§ What needs to be done: Produce the full set of records below once more, exactly as they stand.
*** Opening Exercise materials ***
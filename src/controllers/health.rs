use std::time::Instant;

use axum::response::Json;
use once_cell::sync::Lazy;
use serde_json::json;

pub static START_TIME: Lazy<Instant> = Lazy::new(Instant::now);

pub async fn root() -> Json<serde_json::Value> {
    let uptime_message = format_uptime(START_TIME.elapsed().as_secs());

    Json(json!({
        "status": "ok",
        "message": format!("Backend is running! Uptime: {}", uptime_message)
    }))
}

fn format_uptime(seconds: u64) -> String {
    let minutes = seconds / 60;
    let hours = minutes / 60;
    let days = hours / 24;

    if days > 0 {
        format!("{}d {}h {}m {}s", days, hours % 24, minutes % 60, seconds % 60)
    } else if hours > 0 {
        format!("{}h {}m {}s", hours, minutes % 60, seconds % 60)
    } else if minutes > 0 {
        format!("{}m {}s", minutes, seconds % 60)
    } else {
        format!("{}s", seconds)
    }
}

#[cfg(test)]
mod tests {
    use super::format_uptime;

    #[test]
    fn uptime_uses_largest_unit() {
        assert_eq!(format_uptime(42), "42s");
        assert_eq!(format_uptime(125), "2m 5s");
        assert_eq!(format_uptime(3_725), "1h 2m 5s");
        assert_eq!(format_uptime(90_061), "1d 1h 1m 1s");
    }
}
*** Closing Exercise materials ***
§ Solution to the problem:
filename src/controllers/health.rs
use std::time::Instant;

use axum::response::Json;
use once_cell::sync::Lazy;
use serde_json::json;

pub static START_TIME: Lazy<Instant> = Lazy::new(Instant::now);

pub async fn root() -> Json<serde_json::Value> {
    let uptime_message = format_uptime(START_TIME.elapsed().as_secs());

    Json(json!({
        "status": "ok",
        "message": format!("Backend is running! Uptime: {}", uptime_message)
    }))
}

fn format_uptime(seconds: u64) -> String {
    let minutes = seconds / 60;
    let hours = minutes / 60;
    let days = hours / 24;

    if days > 0 {
        format!("{}d {}h {}m {}s", days, hours % 24, minutes % 60, seconds % 60)
    } else if hours > 0 {
        format!("{}h {}m {}s", hours, minutes % 60, seconds % 60)
    } else if minutes > 0 {
        format!("{}m {}s", minutes, seconds % 60)
    } else {
        format!("{}s", seconds)
    }
}

#[cfg(test)]
mod tests {
    use super::format_uptime;

    #[test]
    fn uptime_uses_largest_unit() {
        assert_eq!(format_uptime(42), "42s");
        assert_eq!(format_uptime(125), "2m 5s");
        assert_eq!(format_uptime(3_725), "1h 2m 5s");
        assert_eq!(format_uptime(90_061), "1d 1h 1m 1s");
    }
}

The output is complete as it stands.